The film was significantly altered and recut after its German premiere in 1927. Theatre managers used to screen films in strict 90-minute slots and would project Lang’s original Metropolis at the wrong length. It was eventually cut by over 30 minutes for the international market and the full-length masterpiece was lost. But last night, 83 years after its first world premiere, the silent movie was shown just as Lang had intended it. The open-air gala screening on Berlin’s beautiful FriedrichstadtPalast was accompanied by the Berlin Radio Symphony Orchestra playing its soundtrack, as part of the city’s film festival.

Even in its edited form and with its many narrative jumps, Lang’s tale about the struggle between the workers and the owners in a capitalist dystopia achieved classic status, largely because of its impressive production design, which drew on the popular art forms of the time, from German Expressionism to Art Deco and Modernism. Lang’s metropolis became the template for other sci-fi cities, including such modern classics as Ridley Scott’s Blade Runner. The ideas in the story’s battle between technology and man have influenced the film version of The Wizard of Oz as well as 2001: A Space Odyssey , while doppelgängers, central to Metropolis’s plot, have become a cinematic staple, notably in Hitchcock’s Vertigo.

Yet, for all its magnificence, the Metropolis as we knew it was illogical in places and suffered as a result. For years audiences have wondered how good this film might have been had it not been edited. It turns out that it’s better than anyone could ever have expected. In 2008 an original but heavily damaged cut of the movie was found in the Museo del Cine in Buenos Aires. The extra footage (totalling 30 minutes) had been transferred to 16mm so the new scenes could not be restored to the same aspect ratio of the 35mm original. Consequently, in the latest restored version there is a slight resizing of the picture when the newly inserted scenes are shown and they are marked with black lines, in contrast to the pristine restoration of 35mm footage. This does not detract from the overall film. Holes in the story have been plugged and the added footage rachets up the tension dramatically. There are far more reaction shots throughout, whole new sequences and a fresh pacing which emphasises the feeling of the perils to come.

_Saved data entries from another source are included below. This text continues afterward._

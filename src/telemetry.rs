//! Telemetry and structured logging for the converter client.
//!
//! [`Telemetry`] is handed to every component at construction instead of
//! being looked up from process-wide state. It emits structured `tracing`
//! events and OpenTelemetry spans for job and probe outcomes.

use crate::error::Result;
use crate::job::{JobRecord, JobStatus};
use crate::probe::ServerInfo;
use opentelemetry::global::{self, BoxedTracer};
use opentelemetry::trace::{Span, Tracer};
use opentelemetry::KeyValue;
use std::sync::Arc;
use tracing::{debug, info, warn};
use tracing_subscriber::{layer::SubscriberExt, util::SubscriberInitExt};

/// Instrumentation scope name used for spans.
pub const TRACER_NAME: &str = "remote-converter";

/// Injectable telemetry sink.
#[derive(Clone)]
pub struct Telemetry {
    tracer: Arc<BoxedTracer>,
}

impl Telemetry {
    pub fn new(tracer: BoxedTracer) -> Self {
        Self {
            tracer: Arc::new(tracer),
        }
    }

    /// Uses the globally installed tracer provider; a no-op if none is set.
    pub fn global() -> Self {
        Self::new(global::tracer(TRACER_NAME))
    }

    /// Records telemetry for a job that reached a terminal state.
    ///
    /// Emits a `conversion_job` span with job id, priority, status, queue
    /// wait, total duration and the error message if the job failed.
    pub fn record_job(&self, job: &JobRecord) {
        let mut span = self.tracer.start("conversion_job");

        span.set_attribute(KeyValue::new("job_id", job.job_id.to_string()));
        span.set_attribute(KeyValue::new("priority", job.priority.value() as i64));
        span.set_attribute(KeyValue::new("status", job.status.to_string()));

        if let Some(wait_ms) = job.queue_wait_ms() {
            span.set_attribute(KeyValue::new("queue_wait_ms", wait_ms));
        }

        if let Some(duration_ms) = job.processing_duration_ms() {
            span.set_attribute(KeyValue::new("duration_ms", duration_ms));

            info!(
                job_id = %job.job_id,
                priority = %job.priority,
                duration_ms = duration_ms,
                status = %job.status,
                "Conversion job finished"
            );
        }

        if job.status == JobStatus::Failed {
            if let Some(ref error) = job.error {
                span.set_attribute(KeyValue::new("error", error.clone()));
                warn!(
                    job_id = %job.job_id,
                    error = %error,
                    "Conversion job failed"
                );
            }
        }

        span.end();
    }

    /// Records a worker picking up a job.
    pub fn record_dispatch(&self, worker_id: usize, job: &JobRecord, queue_length: usize) {
        debug!(
            worker_id = worker_id,
            job_id = %job.job_id,
            priority = %job.priority,
            queue_length = queue_length,
            "Dispatching conversion job"
        );
    }

    /// Records the outcome of a handshake probe.
    pub fn record_probe(&self, endpoint: &str, result: &Result<ServerInfo>) {
        let mut span = self.tracer.start("handshake_probe");
        span.set_attribute(KeyValue::new("endpoint", endpoint.to_string()));

        match result {
            Ok(server_info) => {
                span.set_attribute(KeyValue::new("operational", server_info.operational));
                span.set_attribute(KeyValue::new(
                    "protocol_version",
                    server_info.protocol_version as i64,
                ));
            }
            Err(e) => {
                span.set_attribute(KeyValue::new("error", e.to_string()));
            }
        }

        span.end();
    }
}

impl Default for Telemetry {
    fn default() -> Self {
        Self::global()
    }
}

impl std::fmt::Debug for Telemetry {
    fn fmt(&self, f: &mut std::fmt::Formatter<'_>) -> std::fmt::Result {
        f.debug_struct("Telemetry").finish_non_exhaustive()
    }
}

/// Installs a `tracing` subscriber honouring `RUST_LOG` (default: info).
///
/// `LOG_FORMAT=json` switches to JSON lines. Does nothing if a global
/// subscriber is already installed.
pub fn init_tracing() {
    let filter = tracing_subscriber::EnvFilter::try_from_default_env()
        .unwrap_or_else(|_| "info".into());
    let json = std::env::var("LOG_FORMAT").map(|v| v == "json").unwrap_or(false);

    let registry = tracing_subscriber::registry().with(filter);
    let result = if json {
        registry.with(tracing_subscriber::fmt::layer().json()).try_init()
    } else {
        registry.with(tracing_subscriber::fmt::layer()).try_init()
    };

    if result.is_ok() {
        debug!("Tracing initialized");
    }
}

The first major new scene appears after Freder (Gustav Fröhlich), the son of the broken-hearted leader of the city Joh Fredersen (Alfred Abel), has fallen in love with Maria (Brigitte Helm). Freder discovers how terrible life is for the workers inhabiting the underground city and gives his clothes to a tired worker, Georgy 11811. Now, as Georgy heads to the red-light district there’s a riotous montage sequence and a quote from Oscar Wilde, “The only way to resist temptation is to yield to it”. The Thin Man, a Grim Reaper-like figure employed to spy on Freder by his father, appears frequently in this section and adds to the sense of impending death. But it’s in the second half that the extra footage really elevates Metropolis. The addition of biblical references brings the spiritual-vs-science battle to the forefront.

Only one scene was too heavily damaged to restore, but intertitles explain how Fredersen discovered the dastardly plan of the mad scientist to use the robot he has been asked to build for his own ends. The film now feels suitably epic and tense throughout. My only gripe had nothing to do with the movie – simply that the lighting needed by the marvellous Berlin Radio Symphony Orchestra diluted the sharpness of Lang’s stunning picture.